Return, from the listing below, each line where the word "validate" appears.
*** Block opens ***
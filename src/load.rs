//! Configuration file ingestion.
//!
//! Persisted or hand-authored configurations enter here: the file is read
//! and parsed by extension, the migration pipeline brings the tree to the
//! current schema, and the validator checks it before the tree is handed
//! onward.

use std::{fs, path::Path};

use anyhow::{Context, bail};
use log::debug;
use serde_json::Value;

use crate::{
    migrate::{migrate_config, migrate_icon},
    validate::Validator,
};

/// Read a configuration file, migrate it to the current schema, and
/// validate the result.
///
/// Supports `.json` and `.toml` files; TOML is converted through a JSON
/// value so the rest of the engine sees one tree representation.
///
/// # Errors
///
/// Returns errors on I/O failure, parse failure, unsupported extensions,
/// and validation failure.
pub fn load_config(path: impl AsRef<Path>, validator: &dyn Validator) -> anyhow::Result<Value> {
    let path = path.as_ref();
    let content = fs::read_to_string(path)
        .with_context(|| format!("Failed to read {}", path.display()))?;

    let ext = path.extension().and_then(|s| s.to_str()).unwrap_or("");
    let raw: Value = match ext {
        "json" => serde_json::from_str(&content)?,
        "toml" => {
            let value: toml::Value = toml::from_str(&content)?;
            serde_json::to_value(value)?
        }
        _ => {
            bail!("Unsupported config file extension: {ext:?}");
        }
    };

    let migrated = migrate_icon(&migrate_config(&raw));
    debug!("loaded {} and migrated to current schema", path.display());

    validator.validate(&migrated)?;
    Ok(migrated)
}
*** Block closes ***
REPLY TO THE TASK ->
    validate::Validator,
/// validate the result.
    validator.validate(&migrated)?;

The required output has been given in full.